India’s first solar auction, designed to boost clean energy in the world’s fourth-biggest polluter, may risk failure after winners were selected without experience or proof that they can keep projects afloat earning low margins.
A woolen yarn maker, an animation company and an industrial pipes supplier with no experience building power plants were among 37 winners of the government auction announced Dec. 13. The lowest bidders quoted prices that mean they may struggle to earn an attractive profit, said Bloomberg New Energy Finance analyst Bharat Bhushan.
“These projects aren’t going to get built,” Anmol Singh Jaggi, director of Gensol Consultants Pvt., which funds renewable energy projects, said in an interview. “I don’t see how they’ll get financed or get returns.”

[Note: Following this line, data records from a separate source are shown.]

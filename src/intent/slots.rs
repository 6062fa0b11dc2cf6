//! Intent-specific slot extraction.
//!
//! Runs only on the winning intent(s) after ranking. Every sub-pattern
//! is opportunistic: a miss omits the slot, it is never an error. Input
//! is the already-normalized (trimmed, lowercased) utterance.

use std::collections::HashMap;
use std::sync::LazyLock;

use regex::Regex;

use super::types::Intent;

static SEVERITY: LazyLock<Regex> = LazyLock::new(|| {
    Regex::new(r"\b(mild|moderate|severe|slight|intense|terrible|unbearable)\b").unwrap()
});

static ONSET: LazyLock<Regex> = LazyLock::new(|| {
    Regex::new(r"\b(?:since|starting|from)\s+([a-z0-9' ]+?)(?:[,.!?]|$)").unwrap()
});

static DURATION: LazyLock<Regex> = LazyLock::new(|| {
    Regex::new(r"\bfor\s+(?:the\s+(?:last|past)\s+)?((?:\d+|a few|several)\s+(?:day|week|hour|month)s?)\b")
        .unwrap()
});

static DOSAGE: LazyLock<Regex> = LazyLock::new(|| {
    Regex::new(r"\b(\d+(?:\.\d+)?\s?(?:mg|mcg|g|ml|iu|units?))\b").unwrap()
});

static FREQUENCY: LazyLock<Regex> = LazyLock::new(|| {
    Regex::new(
        r"\b((?:once|twice|three times|four times|\d+ times)(?: (?:a|per) day| daily)?|every \d+ hours?|daily|nightly|weekly|as needed)\b",
    )
    .unwrap()
});

static MED_NAME_AFTER_DOSE: LazyLock<Regex> = LazyLock::new(|| {
    Regex::new(r"\b\d+(?:\.\d+)?\s?(?:mg|mcg|g|ml)\s+([a-z][a-z-]{2,})\b").unwrap()
});

static MED_NAME_AFTER_VERB: LazyLock<Regex> = LazyLock::new(|| {
    Regex::new(r"\b(?:started taking|started|taking|take)\s+([a-z][a-z-]{2,})\b").unwrap()
});

static MOOD: LazyLock<Regex> = LazyLock::new(|| {
    Regex::new(
        r"\b(happy|sad|anxious|stressed|calm|angry|tired|exhausted|great|terrible|okay|low|down|flat|content|irritable)\b",
    )
    .unwrap()
});

static RATING: LazyLock<Regex> = LazyLock::new(|| {
    Regex::new(r"\b([1-9]|10)\s*(?:/\s*10|out of (?:10|ten))\b").unwrap()
});

static SLEEP_HOURS: LazyLock<Regex> = LazyLock::new(|| {
    Regex::new(r"\b(\d+(?:\.\d+)?)\s*(?:hours?|hrs?)\b").unwrap()
});

/// Words the medication-name patterns must not mistake for a name.
const NAME_STOPWORDS: &[&str] = &["the", "some", "more", "another", "new"];

/// Extract the structured slots this intent knows how to read.
pub fn extract_slots(intent: Intent, normalized: &str) -> HashMap<String, String> {
    let mut slots = HashMap::new();

    match intent {
        Intent::AddSymptom => {
            capture_into(&SEVERITY, normalized, "severity", &mut slots);
            capture_into(&ONSET, normalized, "onset", &mut slots);
            capture_into(&DURATION, normalized, "duration", &mut slots);
        }
        Intent::AddMedication => {
            capture_into(&DOSAGE, normalized, "dosage", &mut slots);
            capture_into(&FREQUENCY, normalized, "frequency", &mut slots);
            if let Some(name) = medication_name(normalized) {
                slots.insert("name".to_string(), name);
            }
        }
        Intent::AddMood => {
            capture_into(&MOOD, normalized, "mood", &mut slots);
            capture_into(&RATING, normalized, "rating", &mut slots);
        }
        Intent::AddSleep => {
            capture_into(&SLEEP_HOURS, normalized, "hours", &mut slots);
        }
        _ => {}
    }

    slots
}

fn capture_into(pattern: &Regex, text: &str, slot: &str, slots: &mut HashMap<String, String>) {
    if let Some(caps) = pattern.captures(text) {
        if let Some(value) = caps.get(1) {
            slots.insert(slot.to_string(), value.as_str().trim().to_string());
        }
    }
}

/// Medication name: prefer the word right after the dose ("500mg
/// metformin"), then after a taking verb, skipping obvious non-names.
fn medication_name(text: &str) -> Option<String> {
    if let Some(caps) = MED_NAME_AFTER_DOSE.captures(text) {
        let name = caps.get(1)?.as_str();
        if !NAME_STOPWORDS.contains(&name) {
            return Some(name.to_string());
        }
    }
    if let Some(caps) = MED_NAME_AFTER_VERB.captures(text) {
        let name = caps.get(1)?.as_str();
        if !NAME_STOPWORDS.contains(&name) {
            return Some(name.to_string());
        }
    }
    None
}

#[cfg(test)]
mod tests {
    use super::*;

    #[test]
    fn symptom_severity_and_onset() {
        let slots = extract_slots(
            Intent::AddSymptom,
            "add a new symptom, severe headache since this morning",
        );
        assert_eq!(slots.get("severity").map(String::as_str), Some("severe"));
        assert_eq!(slots.get("onset").map(String::as_str), Some("this morning"));
    }

    #[test]
    fn symptom_duration_phrase() {
        let slots = extract_slots(Intent::AddSymptom, "i've had mild back pain for 3 days");
        assert_eq!(slots.get("severity").map(String::as_str), Some("mild"));
        assert_eq!(slots.get("duration").map(String::as_str), Some("3 days"));
    }

    #[test]
    fn medication_dosage_frequency_and_name() {
        let slots = extract_slots(
            Intent::AddMedication,
            "started taking 500mg metformin twice daily",
        );
        assert_eq!(slots.get("dosage").map(String::as_str), Some("500mg"));
        assert_eq!(slots.get("frequency").map(String::as_str), Some("twice daily"));
        assert_eq!(slots.get("name").map(String::as_str), Some("metformin"));
    }

    #[test]
    fn medication_name_after_verb() {
        let slots = extract_slots(Intent::AddMedication, "i'm taking ibuprofen as needed");
        assert_eq!(slots.get("name").map(String::as_str), Some("ibuprofen"));
        assert_eq!(slots.get("frequency").map(String::as_str), Some("as needed"));
    }

    #[test]
    fn mood_adjective_and_rating() {
        let slots = extract_slots(Intent::AddMood, "feeling anxious today, maybe 4 out of 10");
        assert_eq!(slots.get("mood").map(String::as_str), Some("anxious"));
        assert_eq!(slots.get("rating").map(String::as_str), Some("4"));
    }

    #[test]
    fn mood_rating_slash_form() {
        let slots = extract_slots(Intent::AddMood, "pretty happy, 8/10");
        assert_eq!(slots.get("rating").map(String::as_str), Some("8"));
    }

    #[test]
    fn sleep_hours() {
        let slots = extract_slots(Intent::AddSleep, "i slept 7.5 hours last night");
        assert_eq!(slots.get("hours").map(String::as_str), Some("7.5"));
    }

    #[test]
    fn missing_subpatterns_omit_slots() {
        let slots = extract_slots(Intent::AddSymptom, "add a symptom");
        assert!(slots.is_empty());
    }

    #[test]
    fn non_entry_intents_extract_nothing() {
        assert!(extract_slots(Intent::QueryData, "show me severe symptoms").is_empty());
        assert!(extract_slots(Intent::Unknown, "500mg twice daily").is_empty());
    }
}
//! Persistence gateway boundary.
//!
//! The engine never talks to the data service directly; it hands a
//! table name and a flat field map to whatever implements this trait.
//! A single insert is atomic from the engine's point of view, and a
//! failed insert is not retried here: the session is torn down and the
//! user re-invokes the intent.

use async_trait::async_trait;
use serde_json::Value;
use thiserror::Error;

#[derive(Error, Debug)]
pub enum GatewayError {
    /// The data service refused the record (validation, permissions).
    #[error("insert rejected: {0}")]
    Rejected(String),

    /// The data service could not be reached.
    #[error("data service unavailable: {0}")]
    Unavailable(String),
}

/// Acknowledgement of a successful insert.
#[derive(Debug, Clone)]
pub struct InsertReceipt {
    pub inserted_id: Option<String>,
    pub message: String,
}

/// Single-row record insert, implemented by the backend client.
#[async_trait]
pub trait PersistenceGateway: Send + Sync {
    async fn insert(&self, table: &str, record: Value) -> Result<InsertReceipt, GatewayError>;
}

India, which averages 300 sunny days a year, aims to generate 20 gigawatts of solar power by 2022, equivalent to 12 percent of its total electricity production today. A setback may delay solar’s development in Asia’s second-fastest growing major economy at a time when equipment makers, including Arizona-based First Solar Inc., face a potential supply glut and seek new markets as European countries slash solar subsidies.
The three largest projects went to companies experienced in building power plants: Lanco Infratech Ltd., KVK Energy Ventures Pvt. and Rajasthan Sun Technique, a unit of billionaire Anil Ambani’s Reliance Power Ltd. Abengoa SA, which has built plants in Spain and the U.S., and Acme Group, which is building a 10- megawatt solar thermal plant in India, were passed over.
‘Returns Not Important’
“The returns aren’t very important at this stage,” said Alok Nigam, Lanco’s vice president of business development. “What we wanted to ensure was we got a berth in the National Solar Mission.”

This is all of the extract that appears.